Sonic Hedgehog (Shh) signaling regulates mesenchymal proliferation and differentiation during embryonic lung development. In the adult lung, Shh signaling maintains mesenchymal quiescence and is dysregulated in diseases such as idiopathic pulmonary fibrosis and chronic obstructive pulmonary disease. Our previous data implicated a role for Shh in postnatal lung development. Here, we report a detailed analysis of Shh signaling during murine postnatal lung development. We show that Shh pathway expression and activity during alveolarization (postnatal day [P] 0-P14) are distinct from those during maturation (P14-P24). This biphasic pattern is paralleled by the transient presence of Gli1(+); alpha-smooth muscle actin (alpha-SMA) 1 myofibroblasts in the growing alveolar septal tips. Carefully timed inhibition of Hedgehog (Hh) signaling during alveolarization defined mechanisms by which Shh influences the mesenchymal compartment. First, interruption of Hh signaling at earlier time points results in increased lung compliance and wall structure defects of increasing severity, ranging from moderately enlarged alveolar airspaces to markedly enlarged airspaces and fewer secondary septa.

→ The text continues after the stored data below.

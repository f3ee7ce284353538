//! Signal handling for graceful shutdown

use signal_hook_tokio::Signals;
use futures::stream::StreamExt;
use tracing::{info, warn};

/// Wait for shutdown signals (SIGTERM, SIGINT)
pub async fn shutdown_signal() {
    let mut signals = match Signals::new([
        signal_hook::consts::SIGTERM,
        signal_hook::consts::SIGINT,
    ]) {
        Ok(signals) => signals,
        Err(e) => {
            warn!("Failed to register signal handler ({}), falling back to Ctrl-C", e);
            if let Err(e) = tokio::signal::ctrl_c().await {
                warn!("Failed to listen for Ctrl-C: {}", e);
            }
            return;
        }
    };

    if let Some(signal) = signals.next().await {
        info!("Received signal: {}", signal);
    }
}
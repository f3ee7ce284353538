//! Countdown state machine
//!
//! A single owner of mode, target, run state and the derived remaining time.
//! Every transition takes the current instant explicitly, so the machine
//! itself never reads a clock.

use chrono::{DateTime, NaiveTime, TimeZone, Utc};
use serde::{Deserialize, Serialize};
use tracing::debug;

use super::time::{resolve_end_time, seconds_until, Meridiem, RemainingTime};

/// Which computation path produces the remaining time
#[derive(Debug, Clone, Copy, PartialEq, Eq, Default, Serialize, Deserialize)]
#[serde(rename_all = "snake_case")]
pub enum Mode {
    #[default]
    Duration,
    EndTime,
}

/// Lifecycle phase of the countdown
#[derive(Debug, Clone, Copy, PartialEq, Eq, Default, Serialize, Deserialize)]
#[serde(rename_all = "snake_case")]
pub enum RunState {
    #[default]
    Idle,
    Running,
    Paused,
    Completed,
}

impl RunState {
    pub fn as_str(&self) -> &'static str {
        match self {
            RunState::Idle => "idle",
            RunState::Running => "running",
            RunState::Paused => "paused",
            RunState::Completed => "completed",
        }
    }
}

/// What the countdown is counting towards
#[derive(Debug, Clone, Copy, PartialEq, Eq)]
pub enum CountdownTarget {
    /// Seconds left, decremented once per tick
    Seconds(u64),
    /// Absolute instant, fixed for the whole run
    Until(DateTime<Utc>),
}

/// Parameters committed by the user when starting a countdown
#[derive(Debug, Clone, Copy, PartialEq, Eq, Serialize, Deserialize)]
#[serde(tag = "mode", rename_all = "snake_case")]
pub enum StartRequest {
    Duration {
        #[serde(default)]
        hours: u32,
        #[serde(default)]
        minutes: u32,
        #[serde(default)]
        seconds: u32,
    },
    EndTime {
        hour: u32,
        #[serde(default)]
        minute: u32,
        #[serde(default)]
        second: u32,
        meridiem: Meridiem,
    },
}

impl StartRequest {
    pub fn duration(hours: u32, minutes: u32, seconds: u32) -> Self {
        Self::Duration { hours, minutes, seconds }
    }

    pub fn end_time(hour: u32, minute: u32, second: u32, meridiem: Meridiem) -> Self {
        Self::EndTime {
            hour,
            minute,
            second,
            meridiem,
        }
    }

    pub fn mode(&self) -> Mode {
        match self {
            Self::Duration { .. } => Mode::Duration,
            Self::EndTime { .. } => Mode::EndTime,
        }
    }

    /// True for a Duration request of zero length, the one start the
    /// countdown refuses.
    pub fn is_zero_duration(&self) -> bool {
        matches!(
            self,
            Self::Duration {
                hours: 0,
                minutes: 0,
                seconds: 0
            }
        )
    }
}

/// Result of [`Countdown::start`]
#[derive(Debug, Clone, Copy, PartialEq, Eq)]
pub enum StartOutcome {
    Started,
    Rejected,
}

/// Result of [`Countdown::toggle_pause`]
#[derive(Debug, Clone, Copy, PartialEq, Eq)]
pub enum PauseOutcome {
    Paused,
    Resumed,
    Ignored,
}
//! Display preferences
//!
//! Opaque to the countdown itself; stored here so a presentation layer can
//! read them back after a reload.

use std::{fs, path::Path};

use serde::{Deserialize, Serialize};
use tracing::{debug, info};

use crate::error::AppResult;

#[derive(Debug, Clone, Copy, PartialEq, Eq, Default, Serialize, Deserialize)]
#[serde(rename_all = "snake_case")]
pub enum TimerStyle {
    #[default]
    Digital,
    Flip,
    Analog,
    Progress,
}

#[derive(Debug, Clone, Copy, PartialEq, Eq, Default, Serialize, Deserialize)]
#[serde(rename_all = "snake_case")]
pub enum LayoutStyle {
    #[default]
    Centered,
    Logo,
    Floating,
    Pip,
}

#[derive(Debug, Clone, Copy, PartialEq, Eq, Default, Serialize, Deserialize)]
#[serde(rename_all = "snake_case")]
pub enum TextColor {
    #[default]
    White,
    Black,
    Red,
    Blue,
}

/// Stored display preferences
#[derive(Debug, Clone, PartialEq, Eq, Default, Serialize, Deserialize)]
#[serde(default)]
pub struct Preferences {
    pub timer_style: TimerStyle,
    pub layout_style: LayoutStyle,
    pub text_color: TextColor,
    pub dark_theme: bool,
}

/// Partial update; absent fields keep their current value
#[derive(Debug, Clone, Default, Deserialize)]
pub struct PreferencesUpdate {
    pub timer_style: Option<TimerStyle>,
    pub layout_style: Option<LayoutStyle>,
    pub text_color: Option<TextColor>,
    pub dark_theme: Option<bool>,
}

impl Preferences {
    /// Load preferences from a JSON file, falling back to defaults when the
    /// file does not exist yet
    pub fn load(path: &Path) -> AppResult<Self> {
        if !path.exists() {
            debug!("No preferences file at {}, using defaults", path.display());
            return Ok(Self::default());
        }

        let contents = fs::read_to_string(path)?;
        let preferences = serde_json::from_str(&contents)?;
        info!("Loaded preferences from {}", path.display());
        Ok(preferences)
    }

    /// Write preferences to a JSON file
    pub fn save(&self, path: &Path) -> AppResult<()> {
        if let Some(parent) = path.parent().filter(|p| !p.as_os_str().is_empty()) {
            fs::create_dir_all(parent)?;
        }
        fs::write(path, serde_json::to_string_pretty(self)?)?;
        debug!("Saved preferences to {}", path.display());
        Ok(())
    }

    pub fn apply(&mut self, update: PreferencesUpdate) {
        if let Some(timer_style) = update.timer_style {
            self.timer_style = timer_style;
        }
        if let Some(layout_style) = update.layout_style {
            self.layout_style = layout_style;
        }
        if let Some(text_color) = update.text_color {
            self.text_color = text_color;
        }
        if let Some(dark_theme) = update.dark_theme {
            self.dark_theme = dark_theme;
        }
    }
}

Second, Shh signaling is required for myofibroblast differentiation: Hh inhibition during early alveolarization almost completely eliminates Gli1(+); alpha-SMA1 cells at the septal tips, and Gli(+)-lineage tracing revealed that Gli1(+) cells do not undergo apoptosis after Hh inhibition but remain in the alveolar septa and are unable to express a-SMA. Third, Shh signaling is vital to mesenchymal proliferation during alveolarization, as Hh inhibition decreased proliferation of Gli1(+) cells and their progeny. Our study establishes Shh as a new alveolarization-promoting factor that might be affected in perinatal lung diseases that are associated with impaired alveolarization.